Introduction

Histiocytic sarcoma (HS) is a rare but devastating cancer in predisposed breeds: Bernese Mountain dogs (BMD), Rottweilers and flat coated retriever (FCR). Since there is no available efficient treatment, a better understanding of the genetic mechanisms leading to HS is needed to improve treatment of affected dogs.

Material and Methods

Genotyping was performed on 455 HS cases and 408 unaffected BMDs, Rottweilers and FCRs using the available SNP chips (Illumina 22K, 170K and Affymetrix 712K, SNP arrays). The Beagle software was used to impute the Illumina SNP arrays to the Affymetrix 712K SNP array. Three loci were captured and sequenced on 16 dogs with the SureSelect Target enrichment system.

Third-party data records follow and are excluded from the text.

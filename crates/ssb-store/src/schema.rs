//! SQL schema for the single SQLite database backing the receive-log,
//! every named multi-log, index cursors, and the graph builder's edge
//! store.

pub const SCHEMA_SQL: &str = "
CREATE TABLE IF NOT EXISTS receive_log (
    rx_seq      INTEGER PRIMARY KEY,
    nulled      INTEGER NOT NULL DEFAULT 0,
    author      BLOB NOT NULL,
    sequence    INTEGER NOT NULL,
    msg_key     BLOB NOT NULL,
    canonical   BLOB
);
CREATE INDEX IF NOT EXISTS receive_log_author_idx ON receive_log(author, sequence);

CREATE TABLE IF NOT EXISTS multilog_entries (
    multilog_name TEXT NOT NULL,
    addr          BLOB NOT NULL,
    idx           INTEGER NOT NULL,
    rx_seq        INTEGER NOT NULL,
    PRIMARY KEY (multilog_name, addr, idx)
);
CREATE INDEX IF NOT EXISTS multilog_entries_addr_idx ON multilog_entries(multilog_name, addr);

CREATE TABLE IF NOT EXISTS cursors (
    name    TEXT PRIMARY KEY,
    rx_seq  INTEGER NOT NULL
);

CREATE TABLE IF NOT EXISTS graph_edges (
    from_addr       BLOB NOT NULL,
    to_addr         BLOB NOT NULL,
    weight          INTEGER NOT NULL,
    source_sequence INTEGER NOT NULL,
    PRIMARY KEY (from_addr, to_addr)
);

CREATE TABLE IF NOT EXISTS graph_known_feeds (
    addr BLOB PRIMARY KEY
);
";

RNA-Seq was performed on 4 HS tumors and identified mutations were validated by Sanger sequencing of 100 canine HS cases. Seven in-house cell lines were developed to explore the main altered pathways.

Results

Genome-Wide Association studies on a large cohort of HS predisposed breeds confirmed the major role of CFA11 locus in HS predisposition (Shearin et al. 2012). The multi-breed approach not only refined the CFA11 locus to only 200 kb, but also allowed to identify other predisposing loci to several hematopoietic cancers. Bioinformatic analyses on three main loci are ongoing on 16 dogs. Based on these results, we developed a genetic risk test and the follow up of >3000 BMDs tested over the 8 years-used has already showed the benefice of this genetic risk test to improve BMDs health. In parallel, we identified somatic recurrent mutations in 53% in a specific pathway and showed a link with the disseminated HS form (p value=8.26x10-7 Chi-square test). We then demonstrated the sensitivity of HS cell lines to available drugs targeting this pathway.

All together, these genetic results provide a better understanding of the genetics and treatment of HS in dogs.